◆ **Work item**:
Word for word, restate all of the records.
____ Task data
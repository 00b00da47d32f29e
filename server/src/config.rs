// storefront/src/config.rs

use crate::errors::{AppError, Result};
use dotenvy::dotenv;
use std::env;
use std::time::Duration;
use uuid::Uuid;
use storekeep::config::{DEFAULT_LOCK_TIMEOUT, DEFAULT_LOW_STOCK_THRESHOLD};
use storekeep::{DispatchMode, EngineConfig};

#[derive(Debug, Clone, Copy, PartialEq, Eq)]
pub enum LogFormat {
  Pretty,
  Json,
}

impl LogFormat {
  /// Read before tracing is initialised, so it cannot go through `AppConfig`.
  pub fn from_env() -> Self {
    dotenv().ok();
    match env::var("LOG_FORMAT").as_deref() {
      Ok("json") => LogFormat::Json,
      _ => LogFormat::Pretty,
    }
  }
}

#[derive(Debug, Clone)]
pub struct AppConfig {
  pub server_host: String,
  pub server_port: u16,
  pub database_url: String,
  pub database_max_connections: u32,

  pub lock_timeout: Duration,
  pub low_stock_threshold: i32,
  pub fanout_mode: DispatchMode,

  /// Identity the payment integration authenticates as. Unset disables the payment callback.
  pub payment_service_id: Option<Uuid>,

  // Startup chores
  pub apply_schema: bool,
  pub seed_db: bool,
}

impl AppConfig {
  pub fn from_env() -> Result<Self> {
    dotenv().ok(); // Load .env file if present

    let get_env = |var_name: &str| {
      env::var(var_name).map_err(|e| AppError::Config(format!("Missing environment variable '{}': {}", var_name, e)))
    };
    let parse_flag = |var_name: &str| -> Result<bool> {
      get_env(var_name)
        .unwrap_or_else(|_| "false".to_string())
        .parse::<bool>()
        .map_err(|e| AppError::Config(format!("Invalid {} value: {}", var_name, e)))
    };

    let server_host = get_env("SERVER_HOST").unwrap_or_else(|_| "127.0.0.1".to_string());
    let server_port = get_env("SERVER_PORT")
      .unwrap_or_else(|_| "8080".to_string())
      .parse::<u16>()
      .map_err(|e| AppError::Config(format!("Invalid SERVER_PORT: {}", e)))?;
    let database_url = get_env("DATABASE_URL")?;
    let database_max_connections = get_env("DATABASE_MAX_CONNECTIONS")
      .unwrap_or_else(|_| "10".to_string())
      .parse::<u32>()
      .map_err(|e| AppError::Config(format!("Invalid DATABASE_MAX_CONNECTIONS: {}", e)))?;

    let lock_timeout = match get_env("LOCK_TIMEOUT_MS") {
      Ok(raw) => raw
        .parse::<u64>()
        .map(Duration::from_millis)
        .map_err(|e| AppError::Config(format!("Invalid LOCK_TIMEOUT_MS: {}", e)))?,
      Err(_) => DEFAULT_LOCK_TIMEOUT,
    };
    let low_stock_threshold = match get_env("LOW_STOCK_THRESHOLD") {
      Ok(raw) => raw
        .parse::<i32>()
        .map_err(|e| AppError::Config(format!("Invalid LOW_STOCK_THRESHOLD: {}", e)))?,
      Err(_) => DEFAULT_LOW_STOCK_THRESHOLD,
    };
    let fanout_mode = get_env("FANOUT_MODE")
      .unwrap_or_else(|_| "background".to_string())
      .parse::<DispatchMode>()
      .map_err(|e| AppError::Config(format!("Invalid FANOUT_MODE: {}", e)))?;

    let payment_service_id = match get_env("PAYMENT_SERVICE_ID") {
      Ok(raw) => Some(
        Uuid::parse_str(raw.trim()).map_err(|e| AppError::Config(format!("Invalid PAYMENT_SERVICE_ID: {}", e)))?,
      ),
      Err(_) => {
        tracing::warn!("PAYMENT_SERVICE_ID not set; payment callbacks will be refused.");
        None
      }
    };

    let apply_schema = parse_flag("APPLY_SCHEMA")?;
    let seed_db = parse_flag("SEED_DB")?;

    tracing::info!("Application configuration loaded successfully.");

    Ok(Self {
      server_host,
      server_port,
      database_url,
      database_max_connections,
      lock_timeout,
      low_stock_threshold,
      fanout_mode,
      payment_service_id,
      apply_schema,
      seed_db,
    })
  }

  pub fn engine_config(&self) -> EngineConfig {
    EngineConfig::default()
      .with_lock_timeout(self.lock_timeout)
      .with_low_stock_threshold(self.low_stock_threshold)
      .with_dispatch(self.fanout_mode)
  }
}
________
◆ **Result for this exercise**:
repository 00b00da47d32f29e
filename server/src/config.rs
// storefront/src/config.rs

use crate::errors::{AppError, Result};
use dotenvy::dotenv;
use std::env;
use std::time::Duration;
use uuid::Uuid;
use storekeep::config::{DEFAULT_LOCK_TIMEOUT, DEFAULT_LOW_STOCK_THRESHOLD};
use storekeep::{DispatchMode, EngineConfig};

#[derive(Debug, Clone, Copy, PartialEq, Eq)]
pub enum LogFormat {
  Pretty,
  Json,
}

impl LogFormat {
  /// Read before tracing is initialised, so it cannot go through `AppConfig`.
  pub fn from_env() -> Self {
    dotenv().ok();
    match env::var("LOG_FORMAT").as_deref() {
      Ok("json") => LogFormat::Json,
      _ => LogFormat::Pretty,
    }
  }
}

#[derive(Debug, Clone)]
pub struct AppConfig {
  pub server_host: String,
  pub server_port: u16,
  pub database_url: String,
  pub database_max_connections: u32,

  pub lock_timeout: Duration,
  pub low_stock_threshold: i32,
  pub fanout_mode: DispatchMode,

  /// Identity the payment integration authenticates as. Unset disables the payment callback.
  pub payment_service_id: Option<Uuid>,

  // Startup chores
  pub apply_schema: bool,
  pub seed_db: bool,
}

impl AppConfig {
  pub fn from_env() -> Result<Self> {
    dotenv().ok(); // Load .env file if present

    let get_env = |var_name: &str| {
      env::var(var_name).map_err(|e| AppError::Config(format!("Missing environment variable '{}': {}", var_name, e)))
    };
    let parse_flag = |var_name: &str| -> Result<bool> {
      get_env(var_name)
        .unwrap_or_else(|_| "false".to_string())
        .parse::<bool>()
        .map_err(|e| AppError::Config(format!("Invalid {} value: {}", var_name, e)))
    };

    let server_host = get_env("SERVER_HOST").unwrap_or_else(|_| "127.0.0.1".to_string());
    let server_port = get_env("SERVER_PORT")
      .unwrap_or_else(|_| "8080".to_string())
      .parse::<u16>()
      .map_err(|e| AppError::Config(format!("Invalid SERVER_PORT: {}", e)))?;
    let database_url = get_env("DATABASE_URL")?;
    let database_max_connections = get_env("DATABASE_MAX_CONNECTIONS")
      .unwrap_or_else(|_| "10".to_string())
      .parse::<u32>()
      .map_err(|e| AppError::Config(format!("Invalid DATABASE_MAX_CONNECTIONS: {}", e)))?;

    let lock_timeout = match get_env("LOCK_TIMEOUT_MS") {
      Ok(raw) => raw
        .parse::<u64>()
        .map(Duration::from_millis)
        .map_err(|e| AppError::Config(format!("Invalid LOCK_TIMEOUT_MS: {}", e)))?,
      Err(_) => DEFAULT_LOCK_TIMEOUT,
    };
    let low_stock_threshold = match get_env("LOW_STOCK_THRESHOLD") {
      Ok(raw) => raw
        .parse::<i32>()
        .map_err(|e| AppError::Config(format!("Invalid LOW_STOCK_THRESHOLD: {}", e)))?,
      Err(_) => DEFAULT_LOW_STOCK_THRESHOLD,
    };
    let fanout_mode = get_env("FANOUT_MODE")
      .unwrap_or_else(|_| "background".to_string())
      .parse::<DispatchMode>()
      .map_err(|e| AppError::Config(format!("Invalid FANOUT_MODE: {}", e)))?;

    let payment_service_id = match get_env("PAYMENT_SERVICE_ID") {
      Ok(raw) => Some(
        Uuid::parse_str(raw.trim()).map_err(|e| AppError::Config(format!("Invalid PAYMENT_SERVICE_ID: {}", e)))?,
      ),
      Err(_) => {
        tracing::warn!("PAYMENT_SERVICE_ID not set; payment callbacks will be refused.");
        None
      }
    };

    let apply_schema = parse_flag("APPLY_SCHEMA")?;
    let seed_db = parse_flag("SEED_DB")?;

    tracing::info!("Application configuration loaded successfully.");

    Ok(Self {
      server_host,
      server_port,
      database_url,
      database_max_connections,
      lock_timeout,
      low_stock_threshold,
      fanout_mode,
      payment_service_id,
      apply_schema,
      seed_db,
    })
  }

  pub fn engine_config(&self) -> EngineConfig {
    EngineConfig::default()
      .with_lock_timeout(self.lock_timeout)
      .with_low_stock_threshold(self.low_stock_threshold)
      .with_dispatch(self.fanout_mode)
  }
}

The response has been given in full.